How do the records below read from their first line through the line containing "unwinds out of"? Write those lines out exactly.

### Records for this exercise
-- Opening Marker --

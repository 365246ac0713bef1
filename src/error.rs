//! Error taxonomy for the collection runner.
//!
//! All internal failures are mapped onto the fixed set of kinds from the
//! design's error taxonomy (schema, variable resolution, auth config, body
//! encoding, transport, hook) plus a handful of unavoidable external error
//! types (I/O, YAML/JSON parsing). No error unwinds out of
//! [`crate::executor::Executor::execute_request`]; everything else either
//! surfaces structurally (invariant violations) or is captured into an
//! [`crate::result::ExecutionResult`].

use serde::{Deserialize, Serialize};
use serde_json::json;
use std::borrow::Cow;
use thiserror::Error;

#[derive(Error, Debug)]
pub enum Error {
    #[error("I/O error: {0}")]
    Io(#[from] std::io::Error),

    #[error("network error: {0}")]
    Network(#[from] reqwest::Error),

    #[error("YAML parsing error: {0}")]
    Yaml(#[from] serde_yaml::Error),

    #[error("JSON parsing error: {0}")]
    Json(#[from] serde_json::Error),

    #[error("TOML parsing error: {0}")]
    Toml(#[from] toml::de::Error),

    #[error("{kind}: {message}")]
    Internal {
        kind: ErrorKind,
        message: Cow<'static, str>,
        context: Option<ErrorContext>,
    },

    #[error(transparent)]
    Anyhow(#[from] anyhow::Error),
}

/// The fixed error taxonomy from the design's error handling section.
#[derive(Debug, Clone, PartialEq, Eq)]
pub enum ErrorKind {
    /// Fatal at load; never reaches the executor (`SchemaError`).
    Schema,
    /// `walk_requests`/`find_by_name`/`ancestors` failed to resolve a name.
    NotFound,
    /// Undefined variable (strict mode) or cycle/depth overflow in the resolver.
    VariableResolution(VariableResolutionKind),
    /// Missing required auth parameter, or an auth type with no core support.
    AuthConfig(AuthConfigKind),
    /// Request body could not be serialized, or a URL resolved to an empty host.
    BodyEncoding,
    /// Dispatcher-level transport failure.
    Transport(TransportKind),
    /// Pre-request/test hook failure (only surfaced as a hard error under `strict_hooks`).
    Hook,
    /// Catch-all for configuration and CLI-argument problems.
    Config,
}

#[derive(Debug, Clone, Copy, PartialEq, Eq)]
pub enum VariableResolutionKind {
    Undefined,
    CycleOrDepth,
}

#[derive(Debug, Clone, Copy, PartialEq, Eq)]
pub enum AuthConfigKind {
    MissingParam,
    UnsupportedType,
}

#[derive(Debug, Clone, Copy, PartialEq, Eq)]
pub enum TransportKind {
    Timeout,
    ConnectionRefused,
    DnsFailure,
    TlsFailure,
    TooManyRedirects,
    ProtocolError,
    Cancelled,
}

impl ErrorKind {
    #[must_use]
    pub const fn as_str(&self) -> &'static str {
        match self {
            Self::Schema => "SchemaError",
            Self::NotFound => "NotFoundError",
            Self::VariableResolution(_) => "VariableResolutionError",
            Self::AuthConfig(_) => "AuthConfigError",
            Self::BodyEncoding => "BodyEncodingError",
            Self::Transport(_) => "TransportError",
            Self::Hook => "HookError",
            Self::Config => "ConfigError",
        }
    }
}

impl std::fmt::Display for ErrorKind {
    fn fmt(&self, f: &mut std::fmt::Formatter<'_>) -> std::fmt::Result {
        write!(f, "{}", self.as_str())
    }
}

/// Additional context for consolidated errors: structured details plus an
/// optional human-readable suggestion.
#[derive(Debug, Clone, Default)]
pub struct ErrorContext {
    pub details: Option<serde_json::Value>,
    pub suggestion: Option<Cow<'static, str>>,
}

impl ErrorContext {
    #[must_use]
    pub fn with_detail(key: &str, value: impl Serialize) -> Self {
        Self {
            details: Some(json!({ key: value })),
            suggestion: None,
        }
    }
}

/// JSON representation of an error for `--json-errors` output.
#[derive(Debug, Serialize, Deserialize)]
pub struct JsonError {
    pub error_type: Cow<'static, str>,
    pub message: String,
    #[serde(skip_serializing_if = "Option::is_none")]
    pub details: Option<serde_json::Value>,
    #[serde(skip_serializing_if = "Option::is_none")]
    pub suggestion: Option<Cow<'static, str>>,
}

impl Error {
    fn internal(kind: ErrorKind, message: impl Into<Cow<'static, str>>) -> Self {
        Self::Internal {
            kind,
            message: message.into(),
            context: None,
        }
    }

    #[must_use]
    pub fn schema(message: impl Into<Cow<'static, str>>) -> Self {
        Self::internal(ErrorKind::Schema, message)
    }

    #[must_use]
    pub fn not_found(kind: &str, name: &str) -> Self {
        Self::Internal {
            kind: ErrorKind::NotFound,
            message: Cow::Owned(format!("no {kind} named '{name}'")),
            context: Some(ErrorContext::with_detail("name", name)),
        }
    }

    #[must_use]
    pub fn undefined_variable(name: &str) -> Self {
        Self::Internal {
            kind: ErrorKind::VariableResolution(VariableResolutionKind::Undefined),
            message: Cow::Owned(format!("undefined variable '{name}'")),
            context: Some(ErrorContext::with_detail("name", name)),
        }
    }

    #[must_use]
    pub fn cycle_or_depth(name: &str) -> Self {
        Self::Internal {
            kind: ErrorKind::VariableResolution(VariableResolutionKind::CycleOrDepth),
            message: Cow::Owned(format!(
                "variable '{name}' exceeded the resolution visit limit"
            )),
            context: Some(ErrorContext::with_detail("name", name)),
        }
    }

    #[must_use]
    pub fn missing_auth_param(auth_type: &str, param: &str) -> Self {
        Self::Internal {
            kind: ErrorKind::AuthConfig(AuthConfigKind::MissingParam),
            message: Cow::Owned(format!("auth type '{auth_type}' is missing '{param}'")),
            context: Some(ErrorContext::with_detail("param", param)),
        }
    }

    #[must_use]
    pub fn unsupported_auth(auth_type: &str) -> Self {
        Self::Internal {
            kind: ErrorKind::AuthConfig(AuthConfigKind::UnsupportedType),
            message: Cow::Owned(format!("auth type '{auth_type}' is not supported")),
            context: None,
        }
    }

    #[must_use]
    pub fn body_encoding(message: impl Into<Cow<'static, str>>) -> Self {
        Self::internal(ErrorKind::BodyEncoding, message)
    }

    #[must_use]
    pub fn transport(kind: TransportKind, message: impl Into<Cow<'static, str>>) -> Self {
        Self::Internal {
            kind: ErrorKind::Transport(kind),
            message: message.into(),
            context: None,
        }
    }

    #[must_use]
    pub fn hook(message: impl Into<Cow<'static, str>>) -> Self {
        Self::internal(ErrorKind::Hook, message)
    }

    #[must_use]
    pub fn config(message: impl Into<Cow<'static, str>>) -> Self {
        Self::internal(ErrorKind::Config, message)
    }

    #[must_use]
    pub fn invalid_config(message: impl Into<Cow<'static, str>>) -> Self {
        Self::config(message)
    }

    /// The error kind, if this is a structured `Internal` error.
    #[must_use]
    pub const fn kind(&self) -> Option<&ErrorKind> {
        match self {
            Self::Internal { kind, .. } => Some(kind),
            _ => None,
        }
    }

    #[must_use]
    pub fn with_context(self, context: &str) -> Self {
        match self {
            Self::Internal {
                kind,
                message,
                context: ctx,
            } => Self::Internal {
                kind,
                message: Cow::Owned(format!("{context}: {message}")),
                context: ctx,
            },
            other => Self::config(format!("{context}: {other}")),
        }
    }

    #[must_use]
    pub fn to_json(&self) -> JsonError {
        match self {
            Self::Internal {
                kind,
                message,
                context,
            } => JsonError {
                error_type: Cow::Borrowed(kind.as_str()),
                message: message.to_string(),
                details: context.as_ref().and_then(|c| c.details.clone()),
                suggestion: context.as_ref().and_then(|c| c.suggestion.clone()),
            },
            Self::Io(e) => JsonError {
                error_type: Cow::Borrowed("Io"),
                message: e.to_string(),
                details: None,
                suggestion: None,
            },
            Self::Network(e) => JsonError {
                error_type: Cow::Borrowed("Network"),
                message: e.to_string(),
                details: None,
                suggestion: None,
            },
            Self::Yaml(e) => JsonError {
                error_type: Cow::Borrowed("Yaml"),
                message: e.to_string(),
                details: None,
                suggestion: None,
            },
            Self::Json(e) => JsonError {
                error_type: Cow::Borrowed("Json"),
                message: e.to_string(),
                details: None,
                suggestion: None,
            },
            Self::Toml(e) => JsonError {
                error_type: Cow::Borrowed("Toml"),
                message: e.to_string(),
                details: None,
                suggestion: None,
            },
            Self::Anyhow(e) => JsonError {
                error_type: Cow::Borrowed("Unexpected"),
                message: e.to_string(),
                details: None,
                suggestion: None,
            },
        }
    }
}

-- Closing Marker --

### Output
repository 365246ac0713bef1
filename src/error.rs
//! Error taxonomy for the collection runner.
//!
//! All internal failures are mapped onto the fixed set of kinds from the
//! design's error taxonomy (schema, variable resolution, auth config, body
//! encoding, transport, hook) plus a handful of unavoidable external error
//! types (I/O, YAML/JSON parsing). No error unwinds out of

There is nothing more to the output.